The use of "tweets" is just one way new media are changing how writing is taught

Gargoyle photo by David Porreca (click to enlarge)English teacher Steve Rayburn's use of Twitter in the teaching of Dante recently received national attention from the School Library Journal. A Twitter site created by one of his students is displayed in the background.

URBANA — Just before spring break, English teacher Steve Rayburn came up with a new way to approach an old classic.

Rayburn asked his Hero's Journey class, composed of juniors and seniors, to use Twitter to write about Dante's "Inferno," the 700-year-old epic about the poet's journey through the nine rings of hell.

Twitter is an increasingly popular microblogging tool that allows users to post short messages and updates — called "tweets" — that other people who have signed up as "followers" can read. (The Online Gargoyle has been using Twitter since August.)

These tweets, however, were to be written as if Dante were posting them for his love interest, Beatrice. Rayburn assigned his students to write 10 of these tweets, one for each of the nine rings of hell and then another from before or after Dante's journey.

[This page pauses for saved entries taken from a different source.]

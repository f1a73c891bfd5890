use crate::IsolationLevel;
use std::fmt::Write;

/// Dialect specific SQL text used by the core.
///
/// Every method has a standard SQL default; drivers override what their backend spells
/// differently. Table names are always passed through [`SqlWriter::write_identifier_quoted`].
pub trait SqlWriter: Send + Sync {
    fn write_escaped(&self, out: &mut String, value: &str, search: char, replace: &str) {
        let mut position = 0;
        for (i, c) in value.char_indices() {
            if c == search {
                out.push_str(&value[position..i]);
                out.push_str(replace);
                position = i + c.len_utf8();
            }
        }
        out.push_str(&value[position..]);
    }

    fn write_identifier_quoted(&self, out: &mut String, value: &str) {
        out.push('"');
        self.write_escaped(out, value, '"', r#""""#);
        out.push('"');
    }

    /// Placeholder for the parameter at `index` (from 0).
    fn write_placeholder(&self, out: &mut String, _index: usize) {
        out.push('?');
    }

    fn write_transaction_begin(&self, out: &mut String) {
        out.push_str("BEGIN");
    }

    fn write_transaction_commit(&self, out: &mut String) {
        out.push_str("COMMIT");
    }

    fn write_transaction_rollback(&self, out: &mut String) {
        out.push_str("ROLLBACK");
    }

    fn write_isolation_level(&self, out: &mut String, level: IsolationLevel) {
        let _ = write!(out, "SET TRANSACTION ISOLATION LEVEL {}", level);
    }

    fn write_timestamp_type(&self, out: &mut String) {
        out.push_str("TIMESTAMP");
    }

    fn write_create_sequence_table(&self, out: &mut String, table: &str) {
        out.push_str("CREATE TABLE IF NOT EXISTS ");
        self.write_identifier_quoted(out, table);
        out.push_str(" (seq_name VARCHAR(64), next_val BIGINT, update_time ");
        self.write_timestamp_type(out);
        out.push_str(" NOT NULL, create_time ");
        self.write_timestamp_type(out);
        out.push_str(" NOT NULL, UNIQUE (seq_name))");
    }

    /// Parameters: `seq_name`.
    fn write_select_sequence(&self, out: &mut String, table: &str) {
        out.push_str("SELECT next_val FROM ");
        self.write_identifier_quoted(out, table);
        out.push_str(" WHERE seq_name = ");
        self.write_placeholder(out, 0);
    }

    /// Parameters: `seq_name`, `next_val`, `update_time`, `create_time`. Concurrent inserts of
    /// the same name fail on the unique constraint unless the dialect ignores the conflict.
    fn write_insert_sequence(&self, out: &mut String, table: &str) {
        out.push_str("INSERT INTO ");
        self.write_identifier_quoted(out, table);
        out.push_str(" (seq_name, next_val, update_time, create_time) VALUES (");
        self.write_placeholder(out, 0);
        out.push_str(", ");
        self.write_placeholder(out, 1);
        out.push_str(", ");
        self.write_placeholder(out, 2);
        out.push_str(", ");
        self.write_placeholder(out, 3);
        out.push(')');
    }

    /// Conditional update. Parameters: new `next_val`, `update_time`, expected `next_val`,
    /// `seq_name`.
    fn write_advance_sequence(&self, out: &mut String, table: &str) {
        out.push_str("UPDATE ");
        self.write_identifier_quoted(out, table);
        out.push_str(" SET next_val = ");
        self.write_placeholder(out, 0);
        out.push_str(", update_time = ");
        self.write_placeholder(out, 1);
        out.push_str(" WHERE next_val = ");
        self.write_placeholder(out, 2);
        out.push_str(" AND seq_name = ");
        self.write_placeholder(out, 3);
    }

    /// Moves the sequence forward, never backward. Parameters: `next_val`, `update_time`,
    /// `seq_name`, `next_val` again.
    fn write_reset_sequence(&self, out: &mut String, table: &str) {
        out.push_str("UPDATE ");
        self.write_identifier_quoted(out, table);
        out.push_str(" SET next_val = ");
        self.write_placeholder(out, 0);
        out.push_str(", update_time = ");
        self.write_placeholder(out, 1);
        out.push_str(" WHERE seq_name = ");
        self.write_placeholder(out, 2);
        out.push_str(" AND next_val < ");
        self.write_placeholder(out, 3);
    }

    fn write_create_lock_table(&self, out: &mut String, table: &str) {
        out.push_str("CREATE TABLE IF NOT EXISTS ");
        self.write_identifier_quoted(out, table);
        out.push_str(" (lock_name VARCHAR(64) NOT NULL, holder VARCHAR(64) NOT NULL, update_time ");
        self.write_timestamp_type(out);
        out.push_str(" NOT NULL, create_time ");
        self.write_timestamp_type(out);
        out.push_str(" NOT NULL, UNIQUE (lock_name))");
    }

    /// Parameters: `lock_name`, `holder`, `update_time`, `create_time`.
    fn write_insert_lock(&self, out: &mut String, table: &str) {
        out.push_str("INSERT INTO ");
        self.write_identifier_quoted(out, table);
        out.push_str(" (lock_name, holder, update_time, create_time) VALUES (");
        self.write_placeholder(out, 0);
        out.push_str(", ");
        self.write_placeholder(out, 1);
        out.push_str(", ");
        self.write_placeholder(out, 2);
        out.push_str(", ");
        self.write_placeholder(out, 3);
        out.push(')');
    }

    /// Parameters: `lock_name`.
    fn write_select_lock(&self, out: &mut String, table: &str) {
        out.push_str("SELECT holder FROM ");
        self.write_identifier_quoted(out, table);
        out.push_str(" WHERE lock_name = ");
        self.write_placeholder(out, 0);
    }

    /// Takes the lock if free or abandoned. Parameters: new `holder`, `update_time`, `lock_name`,
    /// unlocked sentinel, abandoned threshold.
    fn write_acquire_lock(&self, out: &mut String, table: &str) {
        out.push_str("UPDATE ");
        self.write_identifier_quoted(out, table);
        out.push_str(" SET holder = ");
        self.write_placeholder(out, 0);
        out.push_str(", update_time = ");
        self.write_placeholder(out, 1);
        out.push_str(" WHERE lock_name = ");
        self.write_placeholder(out, 2);
        out.push_str(" AND (holder = ");
        self.write_placeholder(out, 3);
        out.push_str(" OR update_time < ");
        self.write_placeholder(out, 4);
        out.push(')');
    }

    /// Changes the holder only if it matches. Parameters: new `holder`, `update_time`,
    /// `lock_name`, expected `holder`.
    fn write_swap_lock(&self, out: &mut String, table: &str) {
        out.push_str("UPDATE ");
        self.write_identifier_quoted(out, table);
        out.push_str(" SET holder = ");
        self.write_placeholder(out, 0);
        out.push_str(", update_time = ");
        self.write_placeholder(out, 1);
        out.push_str(" WHERE lock_name = ");
        self.write_placeholder(out, 2);
        out.push_str(" AND holder = ");
        self.write_placeholder(out, 3);
    }
}

/// Standard SQL, no overrides.
#[derive(Default, Debug, Clone, Copy)]
pub struct GenericSqlWriter;

impl SqlWriter for GenericSqlWriter {}

#[cfg(test)]
mod tests {
    use super::{GenericSqlWriter, SqlWriter};

    #[test]
    fn quoted_identifiers() {
        let mut out = String::new();
        GenericSqlWriter.write_identifier_quoted(&mut out, r#"odd"name"#);
        assert_eq!(out, r#""odd""name""#);
    }

    #[test]
    fn advance_sequence() {
        let mut out = String::new();
        GenericSqlWriter.write_advance_sequence(&mut out, "seq_tbl");
        assert_eq!(
            out,
            r#"UPDATE "seq_tbl" SET next_val = ?, update_time = ? WHERE next_val = ? AND seq_name = ?"#
        );
    }
}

What made this assignment so unique and difficult is that all Twitter posts — no matter what the subject — are confined to a maximum of 140 characters. This constraint forced students to think through their posts clearly and to get right to the point.

A sample tweet, from senior Rachel Hyman: "9th circle: frozen lake w/ traitors beneath. Fearful Lucifer had 3 faces, wings, & chomped on worst sinners. On to Purgatory. Thx Beatrice!"

"I would use it again," Rayburn said. "It got them engaged in the work and gave me some clear indication that they had read the work and knew what was going on, and it was a little different from the standard 'write an essay on Dante' kind of thing."

Shortly after the assignment was turned in, Rayburn got a bit of a surprise when a summary of his innovative assignment appeared at the beginning of a School Library Journal article titled "Twittering Dante."

It turned out that colleague and technology mentor Frances Harris, Uni's librarian, had told one of her friends on the staff of School Library Journal about the project, which led to the article. Even though he went unnamed in the piece, his brush with "anonymous fame" has only heightened Rayburn's interest in mixing traditional teaching techniques with new media.

"My wife thinks that I got cheated because they didn't give me credit for coming up with the idea," he said. "I told her that wasn’t the focus of the article, but she still felt like my name should be in there somewhere."

In fact the point of the article was to show how teaching styles can be changed so that students accustomed to communicating via Web 2.0 social media can engage in activities that seem more relevant to their everyday lives. Over the summer, Rayburn attended a National Writing Project workshop at the University of Illinois focused on doing just that.

Rayburn says that while it didn't affect his teaching style as much as he might have hoped, it did make him aware of the shift that is happening in today's education. In his first-semester Shakespeare class, for example, he challenged his students by having them do their traditional research projects on a Wiki site.

And he doesn't show signs of stopping.

"I think I could say that though Steve is not an 'early adopter,' he's insatiably curious and really interested in seeing what can be done with new technologies in ways that make sense and contribute to learning," commented Harris. "He's willing to experiment and be experimented upon."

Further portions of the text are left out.